At the 4400 Centre, Shawn is lost. Without Collier the centre is struggling as is its young healer. Enter Matthew Ross (Garrett Dillahunt) to save the day. Yes, more Jesus references are brought in with a replacement named "Matthew," but this dude's more of a businessman than a cult leader, sporting striped shirts and colourful matching ties. Matthew steps in to advise Shawn, but really he appears to be taking control. The man is not unknown to Shawn since apparently Collier had mentioned him as a go-to guy. At first Shawn is grateful for the man's involvement, but soon feels Matthew is another Collier, and makes it clear that he is unwilling to be manipulated by him the way he was by Collier. First he is determined to leave, but later, with Lily's help, decides to set up a foundation to help needy people.

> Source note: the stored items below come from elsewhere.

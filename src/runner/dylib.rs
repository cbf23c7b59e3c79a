//! Dynamic library loader.
//!
//! Each run writes the library to its own file in the cache directory. The
//! file name carries a hash of the full address (run id included), so a
//! reload never reopens a path the dynamic linker already has mapped.
//!
//! Module contract:
//!
//! ```c
//! /* returns an optional dispose function, NULL for none */
//! void (*swdev_main(void))(void);
//! ```

use std::path::{Path, PathBuf};

use anyhow::{Context, Result, anyhow};
use async_trait::async_trait;
use libloading::{Library, Symbol};
use url::Url;

use super::{Disposer, Module, ModuleLoader};

type DisposeFn = unsafe extern "C" fn();
type EntryFn = unsafe extern "C" fn() -> Option<DisposeFn>;

pub struct DylibLoader {
    http: reqwest::Client,
    cache_dir: PathBuf,
    entry_symbol: String,
}

impl DylibLoader {
    pub fn new(
        http: reqwest::Client,
        cache_dir: impl Into<PathBuf>,
        entry_symbol: impl Into<String>,
    ) -> Self {
        Self {
            http,
            cache_dir: cache_dir.into(),
            entry_symbol: entry_symbol.into(),
        }
    }

    /// Per-run file name: `{stem}-{hash}.{so|dylib|dll}`.
    ///
    /// The stem drops every extension, so `libapp.so.1` becomes `libapp`.
    fn library_path(&self, url: &Url) -> PathBuf {
        let stem = Path::new(url.path())
            .file_name()
            .and_then(|s| s.to_str())
            .and_then(|s| s.split('.').next())
            .filter(|s| !s.is_empty())
            .unwrap_or("module");
        let hash = blake3::hash(url.as_str().as_bytes()).to_hex();
        self.cache_dir.join(format!(
            "{stem}-{}.{}",
            &hash[..16],
            std::env::consts::DLL_EXTENSION
        ))
    }

    async fn fetch(&self, url: &Url) -> Result<Vec<u8>> {
        match url.scheme() {
            "file" => {
                let path = url
                    .to_file_path()
                    .map_err(|()| anyhow!("invalid file url `{url}`"))?;
                tokio::fs::read(&path)
                    .await
                    .with_context(|| format!("failed to read {}", path.display()))
            }
            "http" | "https" => {
                let response = self
                    .http
                    .get(url.clone())
                    .send()
                    .await
                    .and_then(|r| r.error_for_status())
                    .with_context(|| format!("failed to fetch `{url}`"))?;
                Ok(response.bytes().await?.to_vec())
            }
            scheme => Err(anyhow!("unsupported module scheme `{scheme}`")),
        }
    }
}

#[async_trait]
impl ModuleLoader for DylibLoader {
    async fn load(&self, url: &Url) -> Result<Box<dyn Module>> {
        let bytes = self.fetch(url).await?;

        tokio::fs::create_dir_all(&self.cache_dir)
            .await
            .with_context(|| format!("failed to create {}", self.cache_dir.display()))?;
        let path = self.library_path(url);
        tokio::fs::write(&path, &bytes)
            .await
            .with_context(|| format!("failed to write {}", path.display()))?;

        let lib_path = path.clone();
        let opened = tokio::task::spawn_blocking(move || {
            // SAFETY: Opening a library runs its initializers; the module is trusted dev code.
            unsafe { Library::new(&lib_path) }
                .with_context(|| format!("failed to load library {}", lib_path.display()))
        })
        .await
        .context("library loader task panicked")?;

        let library = match opened {
            Ok(library) => library,
            Err(e) => {
                let _ = std::fs::remove_file(&path);
                return Err(e);
            }
        };

        crate::debug!("run"; "opened {}", path.display());
        Ok(Box::new(DylibModule {
            library,
            path,
            entry_symbol: self.entry_symbol.clone(),
        }))
    }
}

struct DylibModule {
    library: Library,
    path: PathBuf,
    entry_symbol: String,
}

impl Module for DylibModule {
    fn activate(self: Box<Self>) -> Result<Disposer> {
        let Self {
            library,
            path,
            entry_symbol,
        } = *self;

        let dispose = match call_entry(&library, &entry_symbol) {
            Ok(dispose) => dispose,
            Err(e) => {
                drop(library);
                let _ = std::fs::remove_file(&path);
                return Err(e.context(format!("failed to activate {}", path.display())));
            }
        };

        Ok(Disposer::from_fn(move || {
            if let Some(dispose) = dispose {
                // SAFETY: Returned by the entry point; valid while the library stays loaded.
                unsafe { dispose() };
            }
            drop(library);
            if let Err(e) = std::fs::remove_file(&path) {
                crate::debug!("run"; "failed to remove {}: {}", path.display(), e);
            }
        }))
    }
}

/// Run the entry point, returning its optional dispose function.
fn call_entry(library: &Library, entry_symbol: &str) -> Result<Option<DisposeFn>> {
    // SAFETY: Symbol type matches the module ABI contract.
    let entry: Symbol<EntryFn> = unsafe {
        library
            .get(entry_symbol.as_bytes())
            .with_context(|| format!("missing entry symbol `{entry_symbol}`"))?
    };
    // SAFETY: The entry point is trusted by ABI contract and takes no arguments.
    Ok(unsafe { entry() })
}
//! Command-line interface module.

mod args;

pub use args::{Cli, Commands};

Patrick is apparently travelling, leaving Lily to commit terrible atrocities. It turns out that she is in collusion with Matthew in keeping Shawn at the centre, since the foundation idea was actually Matthew's. Turns out neither Lily nor Matthew believe in the 4400 cause, and Lily only wants daycare for her daughter (which is odd since Lily, prior to this episode, isn't working). Lily's worst atrocity, however, is her poor English, as she delivers  a laugh-out-loud phrase, and I'm surprised no one on the set caught this. Referring to the letters Shawn receives daily, begging for him to cure them, Lily says: "Each one is sadder than the next." It should be "...sadder than the last," in that each new letter gets sadder and sadder. But what Lily is actually saying is that while the first letter is very sad, tragic even, the next one is still sad but not as much, and the next even less so, and so forth until the letters eventually start becoming quite happy and eventually ecstatic.

Meanwhile, in the land of Kyle, there is much bonding between him and Alana. He is troubled by the alternate self that existed in Tom and Alana's eight years together, feeling as though he can never accomplish what the other Kyle has. The episode ends with him experiencing partial recall of his involvement in Collier's murder, and it turns out a building janitor actually got a good look at his face.

Overall the episode lacks originality, and despite that one surprise concerning Lily, falls quite flat. While I like Kyle and find his thread the most interesting at this stage, the bonding was awkward and the insecurities fabricated. I put this down to weak writing. The episode suffers not only from weak writing, but also from a sub-plot that is just not very good, with artificial tensions that are never truly achieved.